## Exercise materials
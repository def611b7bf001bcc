use std::fmt;

use super::{SecureBuffer, SecureMemoryError};

/// Initial capacity of a [`SecureByteList`].
pub const DEFAULT_CAPACITY: usize = 64;

/// Largest allocation a [`SecureByteList`] will grow to.
pub const MAX_CAPACITY: usize = i32::MAX as usize;

/// Growable secret byte buffer backing all serialization.
///
/// Capacity starts at [`DEFAULT_CAPACITY`] and doubles on demand, so it is
/// always `DEFAULT_CAPACITY * 2^n` (clamped to [`MAX_CAPACITY`]). Growing
/// copies the live bytes into a fresh [`SecureBuffer`]; the old one is
/// dropped and therefore wiped.
pub struct SecureByteList {
    buffer: SecureBuffer,
    len: usize,
}

impl SecureByteList {
    pub fn new() -> Self {
        Self {
            buffer: SecureBuffer::new(DEFAULT_CAPACITY),
            len: 0,
        }
    }

    pub fn len(&self) -> usize {
        self.len
    }

    pub fn is_empty(&self) -> bool {
        self.len == 0
    }

    pub fn capacity(&self) -> usize {
        self.buffer.len()
    }

    /// The live bytes.
    pub fn as_slice(&self) -> &[u8] {
        &self.buffer.as_slice()[..self.len]
    }

    fn reserve(&mut self, additional: usize) -> Result<(), SecureMemoryError> {
        let required = self
            .len
            .checked_add(additional)
            .filter(|&n| n <= MAX_CAPACITY)
            .ok_or(SecureMemoryError::CapacityExceeded {
                requested: self.len.saturating_add(additional),
                max: MAX_CAPACITY,
            })?;
        if required <= self.capacity() {
            return Ok(());
        }

        let mut capacity = self.capacity().max(DEFAULT_CAPACITY);
        while capacity < required {
            capacity = capacity.saturating_mul(2).min(MAX_CAPACITY);
        }

        let mut grown = SecureBuffer::new(capacity);
        grown.as_mut_slice()[..self.len].copy_from_slice(self.as_slice());
        self.buffer = grown;
        Ok(())
    }

    pub fn push(&mut self, byte: u8) -> Result<(), SecureMemoryError> {
        self.reserve(1)?;
        self.buffer.as_mut_slice()[self.len] = byte;
        self.len += 1;
        Ok(())
    }

    /// Append the UTF-8 encoding of `c`.
    pub fn push_char(&mut self, c: char) -> Result<(), SecureMemoryError> {
        let mut utf8 = [0u8; 4];
        let encoded = c.encode_utf8(&mut utf8);
        let result = self.extend_from_slice(encoded.as_bytes());
        utf8.fill(0);
        result
    }

    pub fn extend_from_slice(&mut self, bytes: &[u8]) -> Result<(), SecureMemoryError> {
        self.reserve(bytes.len())?;
        self.buffer.as_mut_slice()[self.len..self.len + bytes.len()].copy_from_slice(bytes);
        self.len += bytes.len();
        Ok(())
    }

    /// Remove the last byte, zeroing its slot.
    pub fn pop(&mut self) -> Option<u8> {
        if self.len == 0 {
            return None;
        }
        self.len -= 1;
        let slot = &mut self.buffer.as_mut_slice()[self.len];
        let byte = *slot;
        *slot = 0;
        Some(byte)
    }

    /// Zero the whole region and reset the length. Capacity is kept.
    pub fn clear(&mut self) {
        self.buffer.wipe();
        self.len = 0;
    }

    /// Overwrite four bytes at `position` with `value` in little-endian order.
    ///
    /// The target must lie entirely within the live bytes.
    pub fn patch_u32_le(&mut self, position: usize, value: u32) -> Result<(), SecureMemoryError> {
        let end = position
            .checked_add(4)
            .filter(|&end| end <= self.len)
            .ok_or(SecureMemoryError::OutOfBounds {
                position,
                len: self.len,
            })?;
        self.buffer.as_mut_slice()[position..end].copy_from_slice(&value.to_le_bytes());
        Ok(())
    }

    /// Copy the live bytes into a length-matched [`SecureBuffer`].
    pub fn to_buffer(&self) -> SecureBuffer {
        SecureBuffer::from_slice(self.as_slice())
    }

    /// Consume the list, returning its live bytes. The spare capacity is wiped.
    pub fn into_buffer(self) -> SecureBuffer {
        self.to_buffer()
    }
}

impl Default for SecureByteList {
    fn default() -> Self {
        Self::new()
    }
}

impl fmt::Debug for SecureByteList {
    fn fmt(&self, f: &mut fmt::Formatter<'_>) -> fmt::Result {
        f.debug_struct("SecureByteList")
            .field("len", &self.len)
            .field("capacity", &self.capacity())
            .field("bytes", &"[REDACTED]")
            .finish()
    }
}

## About this task
Show each line in the data where the string "const" appears.

## Output for this task
pub const DEFAULT_CAPACITY: usize = 64;
pub const MAX_CAPACITY: usize = i32::MAX as usize;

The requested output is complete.